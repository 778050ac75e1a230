use thiserror::Error;

/// Error type that captures common account and persistence failures.
#[derive(Debug, Error)]
pub enum AccountError {
    #[error("IO error: {0}")]
    Io(#[from] std::io::Error),
    #[error("Serialization error: {0}")]
    Serde(#[from] serde_json::Error),
    #[error("Invalid reference: {0}")]
    InvalidRef(String),
}
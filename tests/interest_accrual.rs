use chrono::NaiveDate;
use finance_core::ledger::{Account, CategoryKey, InterestRule, Schedule, ScheduleRule};

fn date(y: i32, m: u32, d: u32) -> NaiveDate {
    NaiveDate::from_ymd_opt(y, m, d).unwrap()
}

fn saving_account_with_rule(rate_pct: f64, monthly: bool, start: NaiveDate) -> Account {
    let mut account = Account::new();
    let key = account.ensure_category("Saving");
    account.post_transaction(date(2024, 1, 1), 1000.0, key.clone(), "seed");
    account.set_interest_rule(InterestRule::new(key, rate_pct, monthly, start));
    account
}

#[test]
fn interest_compounds_month_over_month_in_a_single_call() {
    let mut account = saving_account_with_rule(1.0, true, date(2024, 1, 1));

    let summary = account.apply_interest_up_to(date(2024, 3, 1));

    // Apply points Jan 1, Feb 1, Mar 1: each posting is computed on a
    // balance that already contains the previous ones.
    assert_eq!(summary.postings, 3);
    assert_eq!(summary.months_advanced, 3);
    let interest: Vec<&finance_core::ledger::Transaction> = account
        .transactions
        .iter()
        .filter(|tx| tx.note.starts_with("Interest"))
        .collect();
    assert_eq!(interest.len(), 3);
    assert_eq!(interest[0].date, date(2024, 1, 1));
    assert!((interest[0].amount - 10.0).abs() < 1e-9);
    assert_eq!(interest[1].date, date(2024, 2, 1));
    assert!((interest[1].amount - 10.1).abs() < 1e-9);
    assert_eq!(interest[2].date, date(2024, 3, 1));
    assert!((interest[2].amount - 10.201).abs() < 1e-9);
    assert!(
        interest[2].amount > interest[1].amount && interest[1].amount > interest[0].amount,
        "postings must grow month over month"
    );
    let key = CategoryKey::new("Saving");
    assert_eq!(account.interest[&key].next_apply, date(2024, 4, 1));
}

#[test]
fn applying_twice_with_the_same_target_posts_nothing_new() {
    let mut account = saving_account_with_rule(1.0, true, date(2024, 1, 1));
    account.apply_interest_up_to(date(2024, 3, 1));
    let count = account.transactions.len();
    let cursor = account.interest[&CategoryKey::new("Saving")].next_apply;

    let summary = account.apply_interest_up_to(date(2024, 3, 1));

    assert_eq!(summary.postings, 0);
    assert_eq!(summary.months_advanced, 0);
    assert_eq!(account.transactions.len(), count);
    assert_eq!(
        account.interest[&CategoryKey::new("Saving")].next_apply,
        cursor
    );
}

#[test]
fn an_earlier_target_is_also_a_noop() {
    let mut account = saving_account_with_rule(1.0, true, date(2024, 1, 1));
    account.apply_interest_up_to(date(2024, 3, 1));
    let count = account.transactions.len();

    let summary = account.apply_interest_up_to(date(2024, 2, 1));

    assert_eq!(summary.postings, 0);
    assert_eq!(account.transactions.len(), count);
}

#[test]
fn split_calls_accrue_exactly_what_one_call_would() {
    let mut split = saving_account_with_rule(1.0, true, date(2024, 1, 1));
    split.apply_interest_up_to(date(2024, 2, 1));
    split.apply_interest_up_to(date(2024, 4, 1));

    let mut single = saving_account_with_rule(1.0, true, date(2024, 1, 1));
    single.apply_interest_up_to(date(2024, 4, 1));

    assert_eq!(split.transactions.len(), single.transactions.len());
    for (a, b) in split.transactions.iter().zip(single.transactions.iter()) {
        assert_eq!(a.date, b.date);
        assert!(
            (a.amount - b.amount).abs() < 1e-9,
            "split {} vs single {} on {}",
            a.amount,
            b.amount,
            a.date
        );
    }
    let key = CategoryKey::new("Saving");
    assert_eq!(
        split.interest[&key].next_apply,
        single.interest[&key].next_apply
    );
}

#[test]
fn non_positive_balances_skip_the_posting_but_advance_the_cursor() {
    let mut account = Account::new();
    let key = account.ensure_category("Overdrawn");
    account.post_transaction(date(2024, 1, 1), -500.0, key.clone(), "debt");
    account.set_interest_rule(InterestRule::new(key.clone(), 1.0, true, date(2024, 1, 1)));

    let summary = account.apply_interest_up_to(date(2024, 2, 15));

    assert_eq!(summary.postings, 0);
    assert_eq!(summary.months_advanced, 2);
    assert_eq!(account.transactions.len(), 1);
    assert_eq!(account.interest[&key].next_apply, date(2024, 3, 1));
}

#[test]
fn rules_starting_in_the_future_contribute_nothing_yet() {
    let mut account = saving_account_with_rule(1.0, true, date(2024, 6, 1));

    let summary = account.apply_interest_up_to(date(2024, 3, 1));

    assert_eq!(summary.postings, 0);
    assert_eq!(summary.months_advanced, 0);
    assert_eq!(
        account.interest[&CategoryKey::new("Saving")].next_apply,
        date(2024, 6, 1)
    );
}

#[test]
fn annual_rates_accrue_at_a_twelfth_per_month() {
    let mut account = saving_account_with_rule(12.0, false, date(2024, 1, 1));

    account.apply_interest_up_to(date(2024, 1, 1));

    let interest: Vec<_> = account
        .transactions
        .iter()
        .filter(|tx| tx.note.starts_with("Interest"))
        .collect();
    assert_eq!(interest.len(), 1);
    assert!((interest[0].amount - 10.0).abs() < 1e-9);
    assert!(interest[0].note.contains("annual"));
}

#[test]
fn scheduled_deposits_inside_the_window_raise_the_accrued_balance() {
    let mut account = Account::new();
    let key = account.ensure_category("Saving");
    account.post_transaction(date(2024, 1, 1), 1000.0, key.clone(), "seed");
    account.add_schedule(
        Schedule::new(
            ScheduleRule::DayOfMonth(1),
            100.0,
            "top-up",
            date(2024, 2, 1),
        )
        .with_category(key.clone()),
    );
    account.set_interest_rule(InterestRule::new(key.clone(), 1.0, true, date(2024, 1, 1)));

    account.process_schedules_up_to(date(2024, 2, 1));
    account.apply_interest_up_to(date(2024, 2, 1));

    let interest: Vec<_> = account
        .transactions
        .iter()
        .filter(|tx| tx.note.starts_with("Interest"))
        .collect();
    assert_eq!(interest.len(), 2);
    // Jan 1: 1% of the 1000 seed.
    assert!((interest[0].amount - 10.0).abs() < 1e-9);
    // Feb 1: the scheduled 100 deposit dated Feb 1 is part of the balance.
    assert!((interest[1].amount - (1000.0 + 10.0 + 100.0) * 0.01).abs() < 1e-9);
}

#[test]
fn each_category_accrues_against_its_own_ledger_slice() {
    let mut account = Account::new();
    let saving = account.ensure_category("Saving");
    let emergency = account.ensure_category("Emergency");
    account.post_transaction(date(2024, 1, 1), 1000.0, saving.clone(), "seed");
    account.post_transaction(date(2024, 1, 1), 500.0, emergency.clone(), "seed");
    account.set_interest_rule(InterestRule::new(saving.clone(), 1.0, true, date(2024, 1, 1)));
    account.set_interest_rule(InterestRule::new(
        emergency.clone(),
        2.0,
        true,
        date(2024, 1, 1),
    ));

    let summary = account.apply_interest_up_to(date(2024, 1, 1));

    assert_eq!(summary.postings, 2);
    let saving_interest = account.balance_as_of(&saving, date(2024, 1, 1)) - 1000.0;
    let emergency_interest = account.balance_as_of(&emergency, date(2024, 1, 1)) - 500.0;
    assert!((saving_interest - 10.0).abs() < 1e-9);
    assert!((emergency_interest - 10.0).abs() < 1e-9);
}

#[test]
fn mid_month_start_dates_accrue_on_their_own_day() {
    let mut account = Account::new();
    let key = account.ensure_category("Saving");
    account.post_transaction(date(2024, 1, 1), 1000.0, key.clone(), "seed");
    account.set_interest_rule(InterestRule::new(key.clone(), 1.0, true, date(2024, 1, 15)));

    account.apply_interest_up_to(date(2024, 3, 20));

    let dates: Vec<_> = account
        .transactions
        .iter()
        .filter(|tx| tx.note.starts_with("Interest"))
        .map(|tx| tx.date)
        .collect();
    assert_eq!(
        dates,
        vec![date(2024, 1, 15), date(2024, 2, 15), date(2024, 3, 15)]
    );
    assert_eq!(account.interest[&key].next_apply, date(2024, 4, 15));
}
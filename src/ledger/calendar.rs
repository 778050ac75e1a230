//! Pure calendar-date arithmetic shared by the schedule and interest
//! engines. Everything works on calendar fields of `NaiveDate`, so there are
//! no daylight-saving artifacts to worry about.

use chrono::{Datelike, Duration, NaiveDate};

/// Shifts a date by `n` calendar days (`n` may be negative).
pub fn add_days(date: NaiveDate, n: i64) -> NaiveDate {
    date + Duration::days(n)
}

pub fn is_leap_year(year: i32) -> bool {
    year % 4 == 0 && (year % 100 != 0 || year % 400 == 0)
}

pub fn days_in_month(year: i32, month: u32) -> u32 {
    const MDAYS: [u32; 12] = [31, 28, 31, 30, 31, 30, 31, 31, 30, 31, 30, 31];
    if month == 2 && is_leap_year(year) {
        29
    } else {
        MDAYS[(month - 1) as usize]
    }
}

/// Shifts a date by `n` whole months, clamping the day-of-month to the
/// target month's length: Jan 31 + 1 month is Feb 28 (or 29 in a leap
/// year), never Mar 2.
pub fn add_months(date: NaiveDate, months: i32) -> NaiveDate {
    let mut year = date.year();
    let mut month = date.month() as i32 + months;
    while month > 12 {
        month -= 12;
        year += 1;
    }
    while month < 1 {
        month += 12;
        year -= 1;
    }
    let day = date.day().min(days_in_month(year, month as u32));
    NaiveDate::from_ymd_opt(year, month as u32, day).unwrap_or(date)
}

/// Next occurrence of `day`-of-month strictly after `date`.
///
/// Lands in the current month when that still lies ahead of `date`,
/// otherwise rolls into the following month, clamping to its length either
/// way. The result is always at least one day past `date`: a rule for the
/// 31st seen on Feb 29 yields Mar 31, and seen on Mar 31 yields Apr 30,
/// never the same date twice.
pub fn next_day_of_month_on_or_after(date: NaiveDate, day: u32) -> NaiveDate {
    if date.day() < day {
        let clamped = day.min(days_in_month(date.year(), date.month()));
        if clamped > date.day() {
            return NaiveDate::from_ymd_opt(date.year(), date.month(), clamped).unwrap_or(date);
        }
    }
    let (year, month) = if date.month() == 12 {
        (date.year() + 1, 1)
    } else {
        (date.year(), date.month() + 1)
    };
    let clamped = day.min(days_in_month(year, month));
    NaiveDate::from_ymd_opt(year, month, clamped).unwrap_or(date)
}

/// Counts monthly apply points from `start` (inclusive) by stepping with
/// `add_months(_, 1)` until past `end`. Returns 0 when `end < start`.
///
/// Stepping keeps the count consistent with the clamped month arithmetic
/// near end-of-month dates, where a closed-form field difference drifts.
pub fn months_between_inclusive(start: NaiveDate, end: NaiveDate) -> u32 {
    if end < start {
        return 0;
    }
    let mut count = 0u32;
    let mut cur = start;
    while cur <= end {
        count += 1;
        let next = add_months(cur, 1);
        if next <= cur {
            break;
        }
        cur = next;
    }
    count
}

#[cfg(test)]
mod tests {
    use super::*;

    fn date(y: i32, m: u32, d: u32) -> NaiveDate {
        NaiveDate::from_ymd_opt(y, m, d).unwrap()
    }

    #[test]
    fn add_months_clamps_to_month_end() {
        assert_eq!(add_months(date(2024, 1, 31), 1), date(2024, 2, 29));
        assert_eq!(add_months(date(2023, 1, 31), 1), date(2023, 2, 28));
        assert_eq!(add_months(date(2024, 10, 31), 2), date(2024, 12, 31));
        assert_eq!(add_months(date(2024, 11, 30), 3), date(2025, 2, 28));
    }

    #[test]
    fn add_months_handles_negative_shifts() {
        assert_eq!(add_months(date(2024, 3, 31), -1), date(2024, 2, 29));
        assert_eq!(add_months(date(2024, 1, 15), -2), date(2023, 11, 15));
    }

    #[test]
    fn leap_year_rules() {
        assert!(is_leap_year(2024));
        assert!(!is_leap_year(2023));
        assert!(!is_leap_year(1900));
        assert!(is_leap_year(2000));
        assert_eq!(days_in_month(2024, 2), 29);
        assert_eq!(days_in_month(1900, 2), 28);
    }

    #[test]
    fn next_day_of_month_lands_in_current_month_when_ahead() {
        assert_eq!(
            next_day_of_month_on_or_after(date(2024, 1, 15), 20),
            date(2024, 1, 20)
        );
    }

    #[test]
    fn next_day_of_month_rolls_over_when_due_or_past() {
        assert_eq!(
            next_day_of_month_on_or_after(date(2024, 3, 31), 31),
            date(2024, 4, 30)
        );
        assert_eq!(
            next_day_of_month_on_or_after(date(2024, 1, 20), 20),
            date(2024, 2, 20)
        );
        assert_eq!(
            next_day_of_month_on_or_after(date(2024, 12, 31), 15),
            date(2025, 1, 15)
        );
    }

    #[test]
    fn next_day_of_month_never_returns_the_same_date_in_short_months() {
        // Feb 29 is the clamped stand-in for "the 31st" in February, so the
        // next occurrence must be March 31, not Feb 29 again.
        assert_eq!(
            next_day_of_month_on_or_after(date(2024, 2, 29), 31),
            date(2024, 3, 31)
        );
    }

    #[test]
    fn months_between_counts_apply_points() {
        assert_eq!(
            months_between_inclusive(date(2024, 1, 1), date(2024, 3, 1)),
            3
        );
        assert_eq!(
            months_between_inclusive(date(2024, 1, 15), date(2024, 3, 20)),
            3
        );
        assert_eq!(
            months_between_inclusive(date(2024, 1, 15), date(2024, 1, 14)),
            0
        );
        assert_eq!(
            months_between_inclusive(date(2024, 1, 15), date(2024, 1, 15)),
            1
        );
        // Jan 31 steps through the clamped Feb 29 and Mar 29.
        assert_eq!(
            months_between_inclusive(date(2024, 1, 31), date(2024, 3, 30)),
            3
        );
    }
}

> Work required
From the records above, transcribe without alteration every line from the one with "let clamped = day.min(days_in_month(year, month));" to the one with "-1), date(2024, 2, 29));", inclusive.

> Worked solution
    let clamped = day.min(days_in_month(year, month));
    NaiveDate::from_ymd_opt(year, month, clamped).unwrap_or(date)
}

/// Counts monthly apply points from `start` (inclusive) by stepping with
/// `add_months(_, 1)` until past `end`. Returns 0 when `end < start`.
///
/// Stepping keeps the count consistent with the clamped month arithmetic
/// near end-of-month dates, where a closed-form field difference drifts.
pub fn months_between_inclusive(start: NaiveDate, end: NaiveDate) -> u32 {
    if end < start {
        return 0;
    }
    let mut count = 0u32;
    let mut cur = start;
    while cur <= end {
        count += 1;
        let next = add_months(cur, 1);
        if next <= cur {
            break;
        }
        cur = next;
    }
    count
}

#[cfg(test)]
mod tests {
    use super::*;

    fn date(y: i32, m: u32, d: u32) -> NaiveDate {
        NaiveDate::from_ymd_opt(y, m, d).unwrap()
    }

    #[test]
    fn add_months_clamps_to_month_end() {
        assert_eq!(add_months(date(2024, 1, 31), 1), date(2024, 2, 29));
        assert_eq!(add_months(date(2023, 1, 31), 1), date(2023, 2, 28));
        assert_eq!(add_months(date(2024, 10, 31), 2), date(2024, 12, 31));
        assert_eq!(add_months(date(2024, 11, 30), 3), date(2025, 2, 28));
    }

    #[test]
    fn add_months_handles_negative_shifts() {
        assert_eq!(add_months(date(2024, 3, 31), -1), date(2024, 2, 29));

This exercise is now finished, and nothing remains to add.